** Opening The data block **

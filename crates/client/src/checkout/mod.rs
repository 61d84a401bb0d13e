//! Checkout calculator: tax, EMI plans, address and payment validation, and
//! order assembly.
//!
//! Everything here is pure. Submitting the resulting [`OrderRequest`] is the
//! job of [`crate::api::CommerceClient::submit_order`].
//!
//! # Example
//!
//! ```rust
//! use rust_decimal::Decimal;
//! use shopfront_client::checkout::{emi_quotes, summarize};
//!
//! let summary = summarize(Decimal::new(100, 0));
//! assert_eq!(summary.total, Decimal::new(108, 0));
//!
//! assert!(emi_quotes(Decimal::new(4999, 0)).is_empty());
//! ```

mod address;
mod emi;
mod order;
mod payment;
mod tax;

pub use address::{Address, AddressError, NewAddress, default_address, select_address};
pub use emi::{
    EMI_MIN_SUBTOTAL, EmiOption, EmiQuote, emi_catalog, emi_quotes, find_emi_option,
    is_emi_eligible, monthly_installment, quote,
};
pub use order::{CheckoutError, CheckoutForm, OrderLine, OrderRequest, prepare_order};
pub use payment::{PaymentError, PaymentForm, PaymentMethodData, WalletProvider, validate_payment};
pub use tax::{OrderSummary, TAX_RATE, grand_total, summarize, tax};
//! Shopfront commerce client.
//!
//! Client-side state engine for a shopping front end:
//!
//! - [`cart`] - local cart with durable persistence and snapshot broadcast
//! - [`wishlist`] - server-backed wishlist synchronization
//! - [`checkout`] - tax, EMI, address and payment validation, order assembly
//! - [`api`] - HTTP client for the remote commerce API
//! - [`storage`] - key-value persistence boundary

#![cfg_attr(not(test), forbid(unsafe_code))]

pub mod api;
pub mod cart;
pub mod checkout;
pub mod config;
pub mod error;
pub mod storage;
pub mod wishlist;
//! Wishlist store against the fake commerce API.

#![allow(clippy::unwrap_used, clippy::indexing_slicing)]

use rust_decimal::Decimal;
use shopfront_client::api::ApiError;
use shopfront_client::wishlist::{Completion, WishlistApi, WishlistStore};
use shopfront_core::ProductId;
use shopfront_integration_tests::FakeCommerceApi;

async fn api_with_products() -> FakeCommerceApi {
    let api = FakeCommerceApi::start().await;
    api.add_product("p-lamp", "Brass Lamp", 1299.5);
    api.add_product("p-mug", "Stoneware Mug", 450.0);
    api.add_product("p-rug", "Jute Rug", 3200.0);
    api
}

#[tokio::test]
async fn test_sign_in_loads_server_wishlist() {
    let api = api_with_products().await;
    api.client()
        .add_to_wishlist(&ProductId::new("p-mug"))
        .await
        .unwrap();

    let store = WishlistStore::new(api.client());
    assert_eq!(store.set_authenticated(true).await, Completion::Applied);

    let state = store.snapshot();
    assert!(!state.loading);
    assert_eq!(state.error, None);
    assert_eq!(state.items.len(), 1);
    assert_eq!(state.items[0].id, ProductId::new("p-mug"));
    assert_eq!(state.items[0].price, Decimal::new(450, 0));
}

#[tokio::test]
async fn test_add_and_remove_replace_items_with_server_list() {
    let api = api_with_products().await;
    let store = WishlistStore::new(api.client());

    assert_eq!(store.add(&ProductId::new("p-lamp")).await, Completion::Applied);
    assert_eq!(store.add(&ProductId::new("p-rug")).await, Completion::Applied);
    let state = store.snapshot();
    assert_eq!(state.items.len(), 2);
    assert_eq!(state.items[0].price, Decimal::new(12995, 1));
    assert!(state.contains(&ProductId::new("p-rug")));

    assert_eq!(store.remove(&ProductId::new("p-lamp")).await, Completion::Applied);
    let state = store.snapshot();
    assert_eq!(state.items.len(), 1);
    assert!(!state.contains(&ProductId::new("p-lamp")));
    assert_eq!(api.wishlist_ids(), vec!["p-rug".to_string()]);
}

#[tokio::test]
async fn test_server_message_is_surfaced_and_items_kept() {
    let api = api_with_products().await;
    let store = WishlistStore::new(api.client());
    store.add(&ProductId::new("p-lamp")).await;

    assert_eq!(store.add(&ProductId::new("p-lamp")).await, Completion::Failed);
    let state = store.snapshot();
    assert_eq!(state.error.as_deref(), Some("Product already in wishlist"));
    assert_eq!(state.items.len(), 1);
    assert!(!state.loading);

    assert_eq!(store.add(&ProductId::new("p-ghost")).await, Completion::Failed);
    assert_eq!(store.snapshot().error.as_deref(), Some("Product not found"));

    // The next success clears the error
    assert_eq!(store.fetch().await, Completion::Applied);
    assert_eq!(store.snapshot().error, None);
}

#[tokio::test]
async fn test_clear_empties_wishlist() {
    let api = api_with_products().await;
    let store = WishlistStore::new(api.client());
    store.add(&ProductId::new("p-lamp")).await;
    store.add(&ProductId::new("p-mug")).await;

    assert_eq!(store.clear().await, Completion::Applied);
    assert!(store.snapshot().items.is_empty());
    assert!(api.wishlist_ids().is_empty());
}

#[tokio::test]
async fn test_rejected_token_reports_unauthorized() {
    let api = api_with_products().await;

    let client = api.client_with_token(Some("tok_revoked_Zx81Qa"));
    let result = client.fetch_wishlist().await;
    assert!(matches!(result, Err(ApiError::Unauthorized)));

    let store = WishlistStore::new(client);
    assert_eq!(store.fetch().await, Completion::Failed);
    assert_eq!(
        store.snapshot().error.as_deref(),
        Some("Failed to load wishlist")
    );
}

#[tokio::test]
async fn test_signed_out_client_never_reaches_server() {
    let api = api_with_products().await;
    let client = api.client_with_token(None);

    let result = client.add_to_wishlist(&ProductId::new("p-lamp")).await;
    assert!(matches!(result, Err(ApiError::MissingCredential)));
    assert!(api.wishlist_ids().is_empty());
}

#[tokio::test]
async fn test_sign_out_resets_state() {
    let api = api_with_products().await;
    let store = WishlistStore::new(api.client());
    store.add(&ProductId::new("p-lamp")).await;

    assert_eq!(store.set_authenticated(false).await, Completion::Applied);
    let state = store.snapshot();
    assert!(state.items.is_empty());
    assert!(!state.loading);
    assert_eq!(state.error, None);

    // Server-side wishlist is untouched by a local sign-out
    assert_eq!(api.wishlist_ids(), vec!["p-lamp".to_string()]);
}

** Closing The data block **

## Task description:
State the number of lines in the data above containing the string "cart" and nothing more.

## Written solution:
2